**ABOUT THIS EXERCISE:** Your answer is the lines from the one that has "by the agents." through the last line of the records below, retyped exactly and alone.

START DATASET RECORDS

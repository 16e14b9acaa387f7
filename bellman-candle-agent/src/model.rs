//! Interface of neural networks used in RL agents.
mod config;
mod q_model;
mod target;
use anyhow::Result;
use candle_nn::VarBuilder;
pub use config::QModelConfig;
pub use q_model::QModel;
pub use target::TargetQModel;

/// Neural network model not owing its [`VarMap`] internally.
///
/// [`VarMap`]: candle_nn::VarMap
pub trait SubModel1 {
    /// Configuration from which [`SubModel1`] is constructed.
    type Config;

    /// Input of the [`SubModel1`].
    type Input;

    /// Output of the [`SubModel1`].
    type Output;

    /// Builds [`SubModel1`] with [`VarBuilder`] and [`SubModel1::Config`].
    fn build(vb: VarBuilder, config: Self::Config) -> Result<Self>
    where
        Self: Sized;

    /// A generalized forward function.
    fn forward(&self, input: &Self::Input) -> Result<Self::Output>;
}
use super::TransitionBatch;
use crate::Transition;
use anyhow::Result;
use serde::{de::DeserializeOwned, Serialize};

/// Interface of replay memories used by agents.
///
/// Agents build their memory from [`ReplayMemory::Config`], so two agents never
/// share a memory instance. The configuration is persisted with the agent.
pub trait ReplayMemory {
    /// Configuration from which the memory is built.
    type Config: Clone + std::fmt::Debug + PartialEq + Serialize + DeserializeOwned;

    /// Builds an empty memory.
    fn build(config: &Self::Config) -> Result<Self>
    where
        Self: Sized;

    /// Returns the configuration of the memory.
    fn config(&self) -> &Self::Config;

    /// Stores a transition, evicting the oldest one if the memory is full.
    fn append(&mut self, transition: Transition);

    /// Samples `size` transitions.
    ///
    /// Fails with [`BellmanError::InsufficientData`] if fewer than `size`
    /// transitions are stored.
    ///
    /// [`BellmanError::InsufficientData`]: crate::error::BellmanError::InsufficientData
    fn sample(&mut self, size: usize) -> Result<TransitionBatch>;

    /// Number of stored transitions.
    fn len(&self) -> usize;

    /// Returns `true` if no transition is stored.
    fn is_empty(&self) -> bool {
        self.len() == 0
    }

    /// Maximum number of stored transitions.
    fn capacity(&self) -> usize;

    /// Removes all transitions.
    fn clear(&mut self);
}
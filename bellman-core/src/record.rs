//! Records of training metrics.
//!
//! ```rust
//! use bellman_core::record::{Record, RecordValue};
//!
//! let record = Record::from_slice(&[
//!     ("loss", RecordValue::Scalar(0.5)),
//!     ("n_opts", RecordValue::Scalar(1.0)),
//! ]);
//! assert_eq!(record.get_scalar("loss").unwrap(), 0.5);
//! ```
mod base;
pub use base::{Record, RecordValue};
//! Multilayer perceptron.
mod base;
mod config;
pub use base::Mlp;
pub use config::MlpConfig;
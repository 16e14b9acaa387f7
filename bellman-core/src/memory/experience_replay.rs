//! Bounded FIFO replay memory with uniform sampling.
use super::{ExperienceReplayConfig, ReplayMemory, TransitionBatch};
use crate::{error::BellmanError, Transition};
use anyhow::Result;
use log::trace;
use rand::{rngs::StdRng, seq::index, SeedableRng};
use std::collections::{vec_deque::Iter, VecDeque};

/// A replay memory holding the most recent `capacity` transitions.
///
/// Appending to a full memory evicts the oldest transition. Batches are sampled
/// uniformly without replacement with a random generator seeded from the config,
/// so a memory filled with the same transitions yields the same batches.
pub struct ExperienceReplay {
    config: ExperienceReplayConfig,
    transitions: VecDeque<Transition>,
    rng: StdRng,
}

impl ExperienceReplay {
    /// Iterates over the stored transitions, oldest first.
    pub fn iter(&self) -> Iter<'_, Transition> {
        self.transitions.iter()
    }
}

impl ReplayMemory for ExperienceReplay {
    type Config = ExperienceReplayConfig;

    fn build(config: &Self::Config) -> Result<Self> {
        if config.capacity == 0 {
            return Err(BellmanError::config("capacity of replay memory must be positive").into());
        }

        Ok(Self {
            config: config.clone(),
            transitions: VecDeque::with_capacity(config.capacity.min(1 << 16)),
            rng: StdRng::seed_from_u64(config.seed),
        })
    }

    fn config(&self) -> &Self::Config {
        &self.config
    }

    fn append(&mut self, transition: Transition) {
        if self.transitions.len() == self.config.capacity {
            self.transitions.pop_front();
        }
        self.transitions.push_back(transition);
    }

    fn sample(&mut self, size: usize) -> Result<TransitionBatch> {
        let available = self.transitions.len();
        if size > available {
            return Err(BellmanError::InsufficientData {
                requested: size,
                available,
            }
            .into());
        }

        let ixs = index::sample(&mut self.rng, available, size);
        trace!("Sampled {} of {} transitions", size, available);

        Ok(TransitionBatch::from_transitions(
            ixs.into_iter().map(|ix| (ix, &self.transitions[ix])),
        ))
    }

    fn len(&self) -> usize {
        self.transitions.len()
    }

    fn capacity(&self) -> usize {
        self.config.capacity
    }

    fn clear(&mut self) {
        self.transitions.clear();
    }
}
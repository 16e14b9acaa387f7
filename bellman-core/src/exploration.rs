//! Exploration policies of value-based agents.
//!
//! An exploration policy decides, for a given step index, whether the agent acts
//! greedily with respect to its value function or takes a random action. The step
//! index is owned by the caller; policies hold configuration only.
mod adaptive_epsilon_greedy;
mod epsilon_greedy;
pub use adaptive_epsilon_greedy::AdaptiveEpsilonGreedy;
pub use epsilon_greedy::EpsilonGreedy;

use rand::Rng;
use serde::{Deserialize, Serialize};
use std::fmt;

/// Decides between greedy and random action selection.
pub trait GreedyExploration {
    /// Probability of taking a random action at `step`.
    fn epsilon(&self, step: usize) -> f64;

    /// Returns `true` if the agent should act greedily at `step`.
    fn be_greedy(&self, step: usize, rng: &mut impl Rng) -> bool {
        rng.gen::<f64>() >= self.epsilon(step)
    }
}

/// Exploration policies supported by the agents.
///
/// This enum is what agents own and persist; the variant name serves as the
/// identifier of the policy in saved agents.
#[derive(Debug, Deserialize, Serialize, PartialEq, Clone)]
pub enum Exploration {
    /// Fixed epsilon.
    EpsilonGreedy(EpsilonGreedy),

    /// Epsilon decaying linearly with the step index.
    AdaptiveEpsilonGreedy(AdaptiveEpsilonGreedy),
}

impl Exploration {
    /// Checks the parameters, e.g., after deserialization.
    pub fn validate(&self) -> anyhow::Result<()> {
        match self {
            Self::EpsilonGreedy(e) => e.validate(),
            Self::AdaptiveEpsilonGreedy(e) => e.validate(),
        }
    }
}

impl Default for Exploration {
    fn default() -> Self {
        Self::EpsilonGreedy(EpsilonGreedy::default())
    }
}

impl GreedyExploration for Exploration {
    fn epsilon(&self, step: usize) -> f64 {
        match self {
            Self::EpsilonGreedy(e) => e.epsilon(step),
            Self::AdaptiveEpsilonGreedy(e) => e.epsilon(step),
        }
    }
}

impl From<EpsilonGreedy> for Exploration {
    fn from(e: EpsilonGreedy) -> Self {
        Self::EpsilonGreedy(e)
    }
}

impl From<AdaptiveEpsilonGreedy> for Exploration {
    fn from(e: AdaptiveEpsilonGreedy) -> Self {
        Self::AdaptiveEpsilonGreedy(e)
    }
}

impl fmt::Display for Exploration {
    fn fmt(&self, f: &mut fmt::Formatter<'_>) -> fmt::Result {
        match self {
            Self::EpsilonGreedy(e) => write!(f, "{}", e),
            Self::AdaptiveEpsilonGreedy(e) => write!(f, "{}", e),
        }
    }
}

END DATASET RECORDS

**EXPECTED ANSWER:**
/// Exploration policies supported by the agents.
///
/// This enum is what agents own and persist; the variant name serves as the
/// identifier of the policy in saved agents.
#[derive(Debug, Deserialize, Serialize, PartialEq, Clone)]
pub enum Exploration {
    /// Fixed epsilon.
    EpsilonGreedy(EpsilonGreedy),

    /// Epsilon decaying linearly with the step index.
    AdaptiveEpsilonGreedy(AdaptiveEpsilonGreedy),
}

impl Exploration {
    /// Checks the parameters, e.g., after deserialization.
    pub fn validate(&self) -> anyhow::Result<()> {
        match self {
            Self::EpsilonGreedy(e) => e.validate(),
            Self::AdaptiveEpsilonGreedy(e) => e.validate(),
        }
    }
}

impl Default for Exploration {
    fn default() -> Self {
        Self::EpsilonGreedy(EpsilonGreedy::default())
    }
}

impl GreedyExploration for Exploration {
    fn epsilon(&self, step: usize) -> f64 {
        match self {
            Self::EpsilonGreedy(e) => e.epsilon(step),
            Self::AdaptiveEpsilonGreedy(e) => e.epsilon(step),
        }
    }
}

impl From<EpsilonGreedy> for Exploration {
    fn from(e: EpsilonGreedy) -> Self {
        Self::EpsilonGreedy(e)
    }
}

impl From<AdaptiveEpsilonGreedy> for Exploration {
    fn from(e: AdaptiveEpsilonGreedy) -> Self {
        Self::AdaptiveEpsilonGreedy(e)
    }
}

impl fmt::Display for Exploration {
    fn fmt(&self, f: &mut fmt::Formatter<'_>) -> fmt::Result {
        match self {
            Self::EpsilonGreedy(e) => write!(f, "{}", e),
            Self::AdaptiveEpsilonGreedy(e) => write!(f, "{}", e),
        }
    }
}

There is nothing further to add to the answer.